> **ABOUT THIS TASK**:
The records come next. Copy all of them exactly.

> **Recorded data**:
────────────────

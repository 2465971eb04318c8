//! Typed event payloads.
//!
//! Components communicate through explicit channels carrying these types:
//! [`DomainEvent`] on the process-wide event bus (consumed by the
//! notification router), [`RosterEvent`] on per-parent roster
//! subscriptions, and [`FeedEvent`] on per-conversation feed
//! subscriptions. There is no implicit observer registration anywhere;
//! subscribers hold a receiver and drop it to cancel.

use crate::ids::UserId;
use crate::records::{Message, Relationship, TypingState};

/// A domain event published on the process-wide bus.
#[derive(Debug, Clone, PartialEq, Eq)]
pub enum DomainEvent {
    /// A message was appended to a conversation.
    MessagePosted {
        /// The stored message.
        message: Message,
        /// The pair member who did not send it.
        recipient: UserId,
    },
    /// A pairing code was redeemed and a relationship created.
    CodeRedeemed {
        /// The newly created relationship.
        relationship: Relationship,
    },
    /// A relationship was unlinked.
    RelationshipEnded {
        /// The relationship, now inactive.
        relationship: Relationship,
    },
    /// A screen-time threshold trigger fired.
    LimitWarning {
        /// The user to warn.
        recipient: UserId,
        /// Warning headline.
        title: String,
        /// Warning body.
        body: String,
    },
}

/// A live update on a parent's device roster.
#[derive(Debug, Clone, PartialEq, Eq)]
pub enum RosterEvent {
    /// A child device paired with this parent.
    Paired(Relationship),
    /// A child device was unlinked from this parent.
    Unpaired(Relationship),
}

/// A live update on a conversation feed.
#[derive(Debug, Clone, PartialEq, Eq)]
pub enum FeedEvent {
    /// A new message was appended.
    Message(Message),
    /// An existing message changed status (delivered/read).
    MessageUpdated(Message),
    /// A typing lease changed, including the implicit expiry to
    /// `is_typing = false`.
    Typing(TypingState),
}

────────────────

> **SOLUTION BELOW**:
repository 2465971eb04318c8
//! Typed event payloads.
//!
//! Components communicate through explicit channels carrying these types:
//! [`DomainEvent`] on the process-wide event bus (consumed by the
//! notification router), [`RosterEvent`] on per-parent roster
//! subscriptions, and [`FeedEvent`] on per-conversation feed
//! subscriptions. There is no implicit observer registration anywhere;
//! subscribers hold a receiver and drop it to cancel.

use crate::ids::UserId;
use crate::records::{Message, Relationship, TypingState};

/// A domain event published on the process-wide bus.
#[derive(Debug, Clone, PartialEq, Eq)]
pub enum DomainEvent {
    /// A message was appended to a conversation.
    MessagePosted {
        /// The stored message.
        message: Message,
        /// The pair member who did not send it.
        recipient: UserId,
    },
    /// A pairing code was redeemed and a relationship created.
    CodeRedeemed {
        /// The newly created relationship.
        relationship: Relationship,
    },
    /// A relationship was unlinked.
    RelationshipEnded {
        /// The relationship, now inactive.
        relationship: Relationship,
    },
    /// A screen-time threshold trigger fired.
    LimitWarning {
        /// The user to warn.
        recipient: UserId,
        /// Warning headline.
        title: String,
        /// Warning body.
        body: String,
    },
}

/// A live update on a parent's device roster.
#[derive(Debug, Clone, PartialEq, Eq)]
pub enum RosterEvent {
    /// A child device paired with this parent.
    Paired(Relationship),
    /// A child device was unlinked from this parent.
    Unpaired(Relationship),
}

/// A live update on a conversation feed.
#[derive(Debug, Clone, PartialEq, Eq)]
pub enum FeedEvent {
    /// A new message was appended.
    Message(Message),
    /// An existing message changed status (delivered/read).
    MessageUpdated(Message),
    /// A typing lease changed, including the implicit expiry to
    /// `is_typing = false`.
    Typing(TypingState),
}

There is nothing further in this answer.